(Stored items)

//! Article segmentation
//!
//! Articles arrive as raw text with paragraphs separated by blank lines and
//! the occasional numeric section header ("3. The Soul") on the first line of
//! a block. Headers are dropped from the paragraph content but never change
//! the paragraph count: an article with N raw blocks always yields N entries,
//! so downstream matrix indexes stay aligned with the source.

/// Split one raw article into its ordered paragraph texts
pub fn segment_article(raw: &str) -> Vec<String> {
    raw.split("\n\n").map(segment_block).collect()
}

fn segment_block(block: &str) -> String {
    let lines: Vec<&str> = block.split('\n').collect();
    let body = if lines.len() > 1 && starts_with_digit(lines[0]) {
        &lines[1..]
    } else {
        &lines[..]
    };
    body.join(" ")
}

fn starts_with_digit(line: &str) -> bool {
    line.chars().next().is_some_and(|c| c.is_ascii_digit())
}
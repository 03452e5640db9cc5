//! CLI argument parsing for parsim
//!
//! Global flags: --format, --quiet, --verbose, --log-level, --log-json

use std::path::PathBuf;

use clap::{Args, Parser, Subcommand};

pub use parsim_core::format::OutputFormat;

/// Parsim - paragraph proximity analysis for text corpora
#[derive(Parser, Debug)]
#[command(name = "parsim")]
#[command(author, version, about, long_about = None)]
#[command(propagate_version = true)]
pub struct Cli {
    /// Output format
    #[arg(long, global = true, default_value = "human")]
    pub format: OutputFormat,

    /// Suppress non-essential output
    #[arg(long, short, global = true)]
    pub quiet: bool,

    /// Report timing for major phases
    #[arg(long, short, global = true)]
    pub verbose: bool,

    /// Log level override (trace, debug, info, warn, error)
    #[arg(long, global = true)]
    pub log_level: Option<String>,

    /// Emit logs as JSON
    #[arg(long, global = true)]
    pub log_json: bool,

    #[command(subcommand)]
    pub command: Commands,
}

#[derive(Subcommand, Debug)]
pub enum Commands {
    /// Analyze a corpus directory and export proximity matrices
    Run(RunArgs),

    /// Split one article file into paragraphs
    Segment {
        /// Article file to segment
        file: PathBuf,
    },
}

#[derive(Args, Debug)]
pub struct RunArgs {
    /// Directory of plain-text articles, one file per article
    #[arg(long, short)]
    pub input: PathBuf,

    /// Directory for exported matrices and reports
    #[arg(long, short)]
    pub output: PathBuf,

    /// Number of closest paragraphs reported per paragraph
    #[arg(long)]
    pub top_k: Option<usize>,

    /// Embedding endpoint URL
    #[arg(long, env = "PARSIM_EMBEDDING_URL")]
    pub endpoint: Option<String>,

    /// Embedding model name
    #[arg(long, env = "PARSIM_EMBEDDING_MODEL")]
    pub model: Option<String>,

    /// Embedding request timeout in seconds
    #[arg(long)]
    pub timeout: Option<u64>,

    /// Exclude paragraph self-similarity from article self-averages
    #[arg(long)]
    pub exclude_diagonal: bool,

    /// Path to a parsim.toml configuration file
    #[arg(long)]
    pub config: Option<PathBuf>,
}
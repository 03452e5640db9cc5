//! Closest-paragraphs report export
//!
//! For each paragraph in corpus order: its label, its wrapped text, then
//! each of its closest paragraphs with label, score, and tab-indented
//! wrapped text in descending-score order. An empty paragraph produces an
//! empty entry rather than failing the export.

use std::fs::File;
use std::io::{BufWriter, Write};
use std::path::Path;

use textwrap::Options;

use crate::corpus::Corpus;
use crate::error::Result;
use crate::similarity::Neighbor;

const WRAP_WIDTH: usize = 70;

/// Persist the closest-paragraphs report; `closest` is aligned with corpus
/// order.
pub fn write_neighbor_report(path: &Path, corpus: &Corpus, closest: &[Vec<Neighbor>]) -> Result<()> {
    debug_assert_eq!(corpus.len(), closest.len());
    let file = File::create(path)?;
    let mut out = BufWriter::new(file);

    for (record, neighbors) in corpus.records().iter().zip(closest) {
        writeln!(out, "{}", record.id)?;
        writeln!(out, "{}\n", textwrap::fill(&record.text, WRAP_WIDTH))?;

        for neighbor in neighbors {
            let text = corpus.get(&neighbor.id).unwrap_or_default();
            let options = Options::new(WRAP_WIDTH)
                .initial_indent("\t")
                .subsequent_indent("\t");
            writeln!(out, "\t{} - {}", neighbor.id, neighbor.score)?;
            writeln!(out, "{}\n", textwrap::fill(text, options))?;
        }
        writeln!(out)?;
    }

    out.flush()?;
    Ok(())
}
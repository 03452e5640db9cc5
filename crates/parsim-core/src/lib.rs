//! Parsim Core Library
//!
//! Engine for paragraph-level semantic proximity analysis: segmentation,
//! corpus indexing, the embedding boundary, the similarity and aggregation
//! engines, and export adapters.

pub mod aggregate;
pub mod config;
pub mod corpus;
pub mod embed;
pub mod error;
pub mod export;
pub mod format;
pub mod input;
pub mod logging;
pub mod segment;
pub mod similarity;
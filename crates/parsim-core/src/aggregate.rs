//! Aggregation engine
//!
//! Rolls the paragraph proximity matrix up into an article-by-article matrix.
//! Because corpus order groups paragraphs contiguously by article, the block
//! for an article pair is a rectangle located by running row/column offsets
//! over the article length table; the article score is that block's mean.

use serde::{Deserialize, Serialize};

use crate::corpus::ArticleEntry;
use crate::error::{ParsimError, Result};
use crate::similarity::SquareMatrix;

/// Whether an article's self-average keeps the paragraph self-similarity
/// entries on the block diagonal.
#[derive(Debug, Clone, Copy, PartialEq, Eq, Default, Serialize, Deserialize)]
#[serde(rename_all = "lowercase")]
pub enum DiagonalPolicy {
    /// Keep the diagonal entries (default)
    #[default]
    Include,
    /// Drop the diagonal entries before averaging
    Exclude,
}

/// Reduce the paragraph matrix to article-level average proximities.
///
/// `articles` must be the corpus's length table: same article order as the
/// matrix rows, lengths summing to the matrix size.
pub fn article_proximities(
    matrix: &SquareMatrix,
    articles: &[ArticleEntry],
    policy: DiagonalPolicy,
) -> Result<SquareMatrix> {
    let total: usize = articles.iter().map(|a| a.len).sum();
    if total != matrix.size() {
        return Err(ParsimError::failed(
            "aggregate article proximities",
            format!(
                "length table covers {total} paragraphs but matrix holds {}",
                matrix.size()
            ),
        ));
    }

    let mut result = SquareMatrix::zeroed(articles.len());
    let mut row_offset = 0;
    for (i, article) in articles.iter().enumerate() {
        let mut col_offset = 0;
        for (j, target) in articles.iter().enumerate() {
            let drop_diagonal = i == j && policy == DiagonalPolicy::Exclude;
            let value = block_mean(
                matrix,
                (row_offset, article.len),
                (col_offset, target.len),
                drop_diagonal,
            );
            result.set(i, j, value);
            col_offset += target.len;
        }
        row_offset += article.len;
    }

    Ok(result)
}

/// Mean over one rectangular block. For a self block under `Exclude` the
/// `row == col` entries are skipped; a single-paragraph article then has an
/// empty block and falls back to its lone self-similarity entry.
fn block_mean(
    matrix: &SquareMatrix,
    (row_start, rows): (usize, usize),
    (col_start, cols): (usize, usize),
    drop_diagonal: bool,
) -> f64 {
    let mut sum = 0.0;
    let mut count = 0usize;

    for row in row_start..row_start + rows {
        for col in col_start..col_start + cols {
            if drop_diagonal && row == col {
                continue;
            }
            sum += matrix.get(row, col);
            count += 1;
        }
    }

    if count == 0 {
        if rows == 1 && cols == 1 {
            return matrix.get(row_start, col_start);
        }
        return 0.0;
    }
    sum / count as f64
}

#[cfg(test)]
mod tests {
    use super::*;

    fn table(lengths: &[(&str, usize)]) -> Vec<ArticleEntry> {
        lengths
            .iter()
            .map(|&(name, len)| ArticleEntry {
                name: name.to_string(),
                len,
            })
            .collect()
    }

    fn matrix_from_rows(rows: &[&[f64]]) -> SquareMatrix {
        let mut matrix = SquareMatrix::zeroed(rows.len());
        for (i, row) in rows.iter().enumerate() {
            for (j, &value) in row.iter().enumerate() {
                matrix.set(i, j, value);
            }
        }
        matrix
    }

    #[test]
    fn test_cross_block_mean_of_constant_is_constant() {
        // Articles of lengths 2 and 3; cross blocks filled with 0.25.
        let mut matrix = SquareMatrix::zeroed(5);
        for row in 0..2 {
            for col in 2..5 {
                matrix.set(row, col, 0.25);
                matrix.set(col, row, 0.25);
            }
        }
        let articles = table(&[("a", 2), ("b", 3)]);
        let result = article_proximities(&matrix, &articles, DiagonalPolicy::Include).unwrap();
        assert_eq!(result.get(0, 1), 0.25);
        assert_eq!(result.get(1, 0), 0.25);
    }

    #[test]
    fn test_single_paragraph_self_entry_matches_paragraph_matrix() {
        let matrix = matrix_from_rows(&[&[0.8, 0.1], &[0.1, 0.9]]);
        let articles = table(&[("a", 1), ("b", 1)]);

        for policy in [DiagonalPolicy::Include, DiagonalPolicy::Exclude] {
            let result = article_proximities(&matrix, &articles, policy).unwrap();
            assert_eq!(result.get(0, 0), 0.8);
            assert_eq!(result.get(1, 1), 0.9);
            assert_eq!(result.get(0, 1), 0.1);
        }
    }

    #[test]
    fn test_self_block_diagonal_policies() {
        // One article, two paragraphs: self entries 1.0, cross entries 0.5.
        let matrix = matrix_from_rows(&[&[1.0, 0.5], &[0.5, 1.0]]);
        let articles = table(&[("a", 2)]);

        let included =
            article_proximities(&matrix, &articles, DiagonalPolicy::Include).unwrap();
        assert_eq!(included.get(0, 0), 0.75);

        let excluded =
            article_proximities(&matrix, &articles, DiagonalPolicy::Exclude).unwrap();
        assert_eq!(excluded.get(0, 0), 0.5);
    }

    #[test]
    fn test_offsets_advance_in_table_order() {
        let matrix = matrix_from_rows(&[
            &[1.0, 0.0, 0.2],
            &[0.0, 1.0, 0.4],
            &[0.2, 0.4, 1.0],
        ]);
        let articles = table(&[("a", 2), ("b", 1)]);
        let result = article_proximities(&matrix, &articles, DiagonalPolicy::Include).unwrap();

        assert_eq!(result.size(), 2);
        // a x b block is rows 0..2, col 2.
        assert!((result.get(0, 1) - 0.3).abs() < 1e-12);
        assert!((result.get(1, 0) - 0.3).abs() < 1e-12);
        assert_eq!(result.get(1, 1), 1.0);
    }

    #[test]
    fn test_mismatched_length_table_rejected() {
        let matrix = SquareMatrix::zeroed(3);
        let articles = table(&[("a", 2)]);
        assert!(article_proximities(&matrix, &articles, DiagonalPolicy::Include).is_err());
    }
}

**Requirement:** Search the entries for the word "serde" and copy every line that has it.

**Output of the exercise:**
use serde::{Deserialize, Serialize};
#[serde(rename_all = "lowercase")]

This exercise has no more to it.